What is required: All lines from the one containing "Repr::Transparent" through the end of the entries below should appear in the answer exactly, with no others.

Entries supplied:

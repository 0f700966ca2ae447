use proc_macro2::Span;
use syn::{spanned::Spanned, Attribute, LitStr};

#[derive(Default, Clone)]
pub(crate) struct CborFieldAttr {
    pub(crate) rename: Option<LitStr>,
    pub(crate) skip: bool,
}

/// Record representation selected on the container.
#[derive(Clone, Copy, Debug, PartialEq, Eq, Default)]
pub(crate) enum Repr {
    #[default]
    Map,
    Tuple,
    Transparent,
}

pub(crate) fn ensure_no_cbor_attrs(attrs: &[Attribute], ctx: &str) -> syn::Result<()> {
    for a in attrs {
        if a.path().is_ident("cbor") {
            return Err(syn::Error::new(
                a.span(),
                format!("`#[cbor(...)]` is not supported on {ctx}"),
            ));
        }
    }
    Ok(())
}

pub(crate) fn parse_cbor_field_attrs(attrs: &[Attribute]) -> syn::Result<CborFieldAttr> {
    let mut out = CborFieldAttr::default();
    for attr in attrs {
        if !attr.path().is_ident("cbor") {
            continue;
        }
        attr.parse_nested_meta(|meta| {
            if meta.path.is_ident("skip") {
                if out.skip {
                    return Err(meta.error("duplicate `cbor(skip)`"));
                }
                out.skip = true;
                return Ok(());
            }
            if meta.path.is_ident("rename") {
                if out.rename.is_some() {
                    return Err(meta.error("duplicate `cbor(rename=...)`"));
                }
                let lit: LitStr = meta.value()?.parse()?;
                out.rename = Some(lit);
                return Ok(());
            }
            Err(meta.error("unsupported `cbor(...)` field attribute (allowed: rename, skip)"))
        })?;
    }

    if out.skip && out.rename.is_some() {
        return Err(syn::Error::new(
            Span::call_site(),
            "`cbor(skip)` cannot be combined with `rename`",
        ));
    }

    Ok(out)
}

pub(crate) fn parse_cbor_container_attrs(attrs: &[Attribute]) -> syn::Result<Repr> {
    let mut seen: Option<Repr> = None;

    for attr in attrs {
        if !attr.path().is_ident("cbor") {
            continue;
        }
        attr.parse_nested_meta(|meta| {
            let repr = if meta.path.is_ident("map") {
                Repr::Map
            } else if meta.path.is_ident("tuple") {
                Repr::Tuple
            } else if meta.path.is_ident("transparent") {
                Repr::Transparent
            } else {
                return Err(meta.error(
                    "unsupported `cbor(...)` container attribute \
                     (allowed: map, tuple, transparent)",
                ));
            };
            if seen.is_some() {
                return Err(
                    meta.error("only one of `cbor(map)`, `cbor(tuple)`, `cbor(transparent)`")
                );
            }
            seen = Some(repr);
            Ok(())
        })?;
    }

    Ok(seen.unwrap_or_default())
}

Response to this task:
                Repr::Transparent
            } else {
                return Err(meta.error(
                    "unsupported `cbor(...)` container attribute \
                     (allowed: map, tuple, transparent)",
                ));
            };
            if seen.is_some() {
                return Err(
                    meta.error("only one of `cbor(map)`, `cbor(tuple)`, `cbor(transparent)`")
                );
            }
            seen = Some(repr);
            Ok(())
        })?;
    }

    Ok(seen.unwrap_or_default())
}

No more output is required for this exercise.